If we have 64K rows, even at that it is a pittance.  If someone designs
10,000 row tables, then it will allocate an annoyingly large block of
memory, but bad designs are always going to cause a fuss.

Re: [HACKERS] Terrible performance on wide selects

From
Tom Lane
Date:
"Dann Corbit" <DCorbit@connx.com> writes:
> Why not waste a bit of memory and make the row buffer the maximum
> possible length?
> E.g. for varchar(2000) allocate 2000 characters + size element and point
> to the start of that thing.

Surely you're not proposing that we store data on disk that way.

The real issue here is avoiding overhead while extracting columns out of
a stored tuple.  We could perhaps use a different, less space-efficient
format for temporary tuples in memory than we do on disk, but I don't
think that will help a lot.  The nature of O(N^2) bottlenecks is you
have to kill them all --- for example, if we fix printtup and don't do
anything with ExecEvalVar, we can't do more than double the speed of
Steve's example, so it'll still be slow.  So we must have a solution for
the case where we are disassembling a stored tuple, anyway.

I have been sitting here toying with a related idea, which is to use the
heap_deformtuple code I suggested before to form an array of pointers to
Datums in a specific tuple (we could probably use the TupleTableSlot
mechanisms to manage the memory for these).  Then subsequent accesses to
individual columns would just need an array-index operation, not a
nocachegetattr call.  The trick with that would be that if only a few
columns are needed out of a row, it might be a net loss to compute the
Datum values for all columns.  How could we avoid slowing that case down
while making the wide-tuple case faster?

            regards, tom lane

Re: [HACKERS] Terrible performance on wide selects

From
Hannu Krosing
Date:
Tom Lane kirjutas N, 23.01.2003 kell 02:18:
> "Dann Corbit" <DCorbit@connx.com> writes:
> > Why not waste a bit of memory and make the row buffer the maximum
> > possible length?
> > E.g. for varchar(2000) allocate 2000 characters + size element and point
> > to the start of that thing.
>
> Surely you're not proposing that we store data on disk that way.
>
> The real issue here is avoiding overhead while extracting columns out of
> a stored tuple.  We could perhaps use a different, less space-efficient
> format for temporary tuples in memory than we do on disk, but I don't
> think that will help a lot.  The nature of O(N^2) bottlenecks is you
> have to kill them all --- for example, if we fix printtup and don't do
> anything with ExecEvalVar, we can't do more than double the speed of
> Steve's example, so it'll still be slow.  So we must have a solution for
> the case where we are disassembling a stored tuple, anyway.
>
> I have been sitting here toying with a related idea, which is to use the
> heap_deformtuple code I suggested before to form an array of pointers to
> Datums in a specific tuple (we could probably use the TupleTableSlot
> mechanisms to manage the memory for these).  Then subsequent accesses to
> individual columns would just need an array-index operation, not a
> nocachegetattr call.  The trick with that would be that if only a few
> columns are needed out of a row, it might be a net loss to compute the
> Datum values for all columns.  How could we avoid slowing that case down
> while making the wide-tuple case faster?

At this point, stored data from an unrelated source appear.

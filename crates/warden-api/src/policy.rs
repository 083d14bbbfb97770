// Copyright (c) 2025 Geoffrey Huntley <ghuntley@ghuntley.com>. All rights reserved.
// SPDX-License-Identifier: Proprietary

//! Policy operations: CRUD, statement validation and attachment lookups.

use std::sync::Arc;

use tracing::instrument;

use warden_core::action::*;
use warden_core::{urn, validation, Filter, Policy, RequestInfo, ResourceType, Statement};
use warden_authz::AccessControl;
use warden_db::{DbError, PolicyStore};

use crate::error::ApiError;
use crate::pagination::{page_params, paginate};
use crate::response::{GroupIdentity, PolicyIdentity};

/// The policy API surface.
pub struct PolicyApi {
	policies: Arc<dyn PolicyStore>,
	access: Arc<AccessControl>,
}

impl PolicyApi {
	/// Create the policy API over the given store and gate.
	pub fn new(policies: Arc<dyn PolicyStore>, access: Arc<AccessControl>) -> Self {
		Self { policies, access }
	}

	/// Create a policy.
	///
	/// Statements are validated lexically: a recognized effect, well-formed
	/// action patterns and well-formed resource URN patterns.
	#[instrument(skip(self, request, statements), fields(requester = %request.identifier))]
	pub async fn add_policy(
		&self,
		request: &RequestInfo,
		name: &str,
		path: &str,
		org: &str,
		statements: Vec<Statement>,
	) -> Result<Policy, ApiError> {
		if !validation::is_valid_name(name) {
			return Err(ApiError::invalid_parameter("name", name));
		}
		if !validation::is_valid_org(org) {
			return Err(ApiError::invalid_parameter("org", org));
		}
		if !validation::is_valid_path(path) {
			return Err(ApiError::invalid_parameter("path", path));
		}
		validate_statements(&statements)?;

		if self.policies.get_policy_by_name(org, name).await?.is_some() {
			return Err(ApiError::policy_already_exist(org, name));
		}

		let policy = Policy::new(org, name, path, statements);
		self.access
			.authorize(request, POLICY_ACTION_CREATE_POLICY, &policy.urn)
			.await?;

		self.policies
			.add_policy(&policy)
			.await
			.map_err(|e| match e {
				DbError::Conflict(_) => ApiError::policy_already_exist(org, name),
				other => ApiError::from(other),
			})?;

		Ok(policy)
	}

	/// Fetch a policy by organization and name.
	#[instrument(skip(self, request), fields(requester = %request.identifier))]
	pub async fn get_policy_by_name(
		&self,
		request: &RequestInfo,
		org: &str,
		name: &str,
	) -> Result<Policy, ApiError> {
		if !validation::is_valid_org(org) {
			return Err(ApiError::invalid_parameter("org", org));
		}
		if !validation::is_valid_name(name) {
			return Err(ApiError::invalid_parameter("name", name));
		}

		let policy = self
			.policies
			.get_policy_by_name(org, name)
			.await?
			.ok_or_else(|| ApiError::policy_not_found(org, name))?;

		self.access
			.authorize(request, POLICY_ACTION_GET_POLICY, &policy.urn)
			.await?;

		Ok(policy)
	}

	/// List policy identities, restricted to what the caller may see.
	///
	/// The returned total is the size of the authorized subset.
	#[instrument(skip(self, request), fields(requester = %request.identifier))]
	pub async fn list_policies(
		&self,
		request: &RequestInfo,
		filter: &Filter,
	) -> Result<(Vec<PolicyIdentity>, usize), ApiError> {
		let (limit, offset) = page_params(filter)?;

		let org = filter.org.as_deref().filter(|o| !o.is_empty());
		if let Some(org) = org {
			if !validation::is_valid_org(org) {
				return Err(ApiError::invalid_parameter("org", org));
			}
		}
		let path_prefix = filter.path_prefix.as_deref().unwrap_or("");
		if !validation::is_valid_path_prefix(path_prefix) {
			return Err(ApiError::invalid_parameter("pathPrefix", path_prefix));
		}
		let effective_prefix = if path_prefix.is_empty() {
			"/"
		} else {
			path_prefix
		};

		let (policies, _) = self
			.policies
			.get_policies_filtered(org, Some(effective_prefix), limit as i64, offset as i64)
			.await?;

		let prefix_urn =
			urn::compose_prefix(org.unwrap_or(""), ResourceType::Policy, effective_prefix);
		let urns = policies.iter().map(|p| p.urn.clone()).collect();
		let allowed = self
			.access
			.authorize_list(request, POLICY_ACTION_LIST_POLICIES, &prefix_urn, urns)
			.await?;

		let identities: Vec<PolicyIdentity> = policies
			.iter()
			.filter(|p| allowed.iter().any(|u| u == &p.urn))
			.map(PolicyIdentity::from)
			.collect();
		let total = identities.len();
		Ok((identities, total))
	}

	/// Rename, move and/or rewrite a policy, regenerating its URN.
	///
	/// The caller must hold the update permission on both the current and
	/// the prospective URN.
	#[instrument(skip(self, request, new_statements), fields(requester = %request.identifier))]
	pub async fn update_policy(
		&self,
		request: &RequestInfo,
		org: &str,
		name: &str,
		new_name: &str,
		new_path: &str,
		new_statements: Vec<Statement>,
	) -> Result<Policy, ApiError> {
		if !validation::is_valid_org(org) {
			return Err(ApiError::invalid_parameter("org", org));
		}
		if !validation::is_valid_name(name) {
			return Err(ApiError::invalid_parameter("name", name));
		}
		if !validation::is_valid_name(new_name) {
			return Err(ApiError::invalid_parameter("name", new_name));
		}
		if !validation::is_valid_path(new_path) {
			return Err(ApiError::invalid_parameter("path", new_path));
		}
		validate_statements(&new_statements)?;

		let policy = self
			.policies
			.get_policy_by_name(org, name)
			.await?
			.ok_or_else(|| ApiError::policy_not_found(org, name))?;

		self.access
			.authorize(request, POLICY_ACTION_UPDATE_POLICY, &policy.urn)
			.await?;

		let updated = policy.updated(new_name, new_path, new_statements);
		self.access
			.authorize(request, POLICY_ACTION_UPDATE_POLICY, &updated.urn)
			.await?;

		if let Some(existing) = self.policies.get_policy_by_name(org, new_name).await? {
			if existing.id != policy.id {
				return Err(ApiError::policy_already_exist(org, new_name));
			}
		}

		self.policies
			.update_policy(&updated)
			.await
			.map_err(|e| match e {
				DbError::Conflict(_) => ApiError::policy_already_exist(org, new_name),
				other => ApiError::from(other),
			})?;

		Ok(updated)
	}

	/// Delete a policy, cascading its group attachments.
	#[instrument(skip(self, request), fields(requester = %request.identifier))]
	pub async fn remove_policy(
		&self,
		request: &RequestInfo,
		org: &str,
		name: &str,
	) -> Result<(), ApiError> {
		if !validation::is_valid_org(org) {
			return Err(ApiError::invalid_parameter("org", org));
		}
		if !validation::is_valid_name(name) {
			return Err(ApiError::invalid_parameter("name", name));
		}

		let policy = self
			.policies
			.get_policy_by_name(org, name)
			.await?
			.ok_or_else(|| ApiError::policy_not_found(org, name))?;

		self.access
			.authorize(request, POLICY_ACTION_DELETE_POLICY, &policy.urn)
			.await?;

		self.policies.remove_policy(&policy.id).await?;
		Ok(())
	}

	/// List the identities of the groups a policy is attached to.
	#[instrument(skip(self, request), fields(requester = %request.identifier))]
	pub async fn list_attached_groups(
		&self,
		request: &RequestInfo,
		org: &str,
		name: &str,
		filter: &Filter,
	) -> Result<(Vec<GroupIdentity>, usize), ApiError> {
		let (limit, offset) = page_params(filter)?;

		if !validation::is_valid_org(org) {
			return Err(ApiError::invalid_parameter("org", org));
		}
		if !validation::is_valid_name(name) {
			return Err(ApiError::invalid_parameter("name", name));
		}

		let policy = self
			.policies
			.get_policy_by_name(org, name)
			.await?
			.ok_or_else(|| ApiError::policy_not_found(org, name))?;

		self.access
			.authorize(request, POLICY_ACTION_LIST_ATTACHED_GROUPS, &policy.urn)
			.await?;

		let groups = self.policies.get_attached_groups(&policy.id).await?;
		let total = groups.len();
		let identities: Vec<GroupIdentity> = paginate(&groups, limit, offset)
			.iter()
			.map(GroupIdentity::from)
			.collect();
		Ok((identities, total))
	}
}

/// Lexical validation of policy statements.
fn validate_statements(statements: &[Statement]) -> Result<(), ApiError> {
	for statement in statements {
		for action in &statement.actions {
			if !validation::is_valid_action_pattern(action) {
				return Err(ApiError::invalid_parameter("action", action));
			}
		}
		for resource in &statement.resources {
			if !validation::is_valid_resource_pattern(resource) {
				return Err(ApiError::invalid_parameter("resource", resource));
			}
		}
	}
	Ok(())
}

make the pointer array incrementally for O(N) performance:

i.e. for tuple with 100 cols, allocate an array of 100 pointers, plus
keep count of how many are actually valid,

so the first call to get col[5] will fill first 5 positions in the array
save said nr 5 and then access tuple[ptrarray[5]]

next call to get col[75] will start form col[5] and fill up to col[75]

next call to col[76] will start form col[75] and fill up to col[76]

next call to col[60] will just get tuple[ptrarray[60]]

the above description assumes 1-based non-C arrays ;)

--
Hannu Krosing <hannu@tm.ee>

Re: [HACKERS] Terrible performance on wide selects

From
Hannu Krosing
Date:
Hannu Krosing kirjutas N, 23.01.2003 kell 12:11:

> make the pointer array incrementally for O(N) performance:
>
> i.e. for tuple with 100 cols, allocate an array of 100 pointers, plus
> keep count of how many are actually valid,

Additionally, this should also make repeted determining of NULL fields
faster - just put a NULL-pointer in and voila - no more bit-shifting and
AND-ing to find out if the field is null.

One has to watch the NULL bitmap on fist pass anyway.

> so the first call to get col[5] will fill first 5 positions in the array
> save said nr 5 and then access tuple[ptrarray[5]]
>
> next call to get col[75] will start form col[5] and fill up to col[75]
>
> next call to col[76] will start form col[75] and fill up to col[76]
>
> next call to col[60] will just get tuple[ptrarray[60]]
>
> the above description assumes 1-based non-C arrays ;)
--
Hannu Krosing <hannu@tm.ee>

Re: [HACKERS] Terrible performance on wide selects

From
Tom Lane
Date:
Hannu Krosing <hannu@tm.ee> writes:
>> i.e. for tuple with 100 cols, allocate an array of 100 pointers, plus
>> keep count of how many are actually valid,

> Additionally, this should also make repeted determining of NULL fields
> faster - just put a NULL-pointer in and voila - no more bit-shifting and
> AND-ing to find out if the field is null.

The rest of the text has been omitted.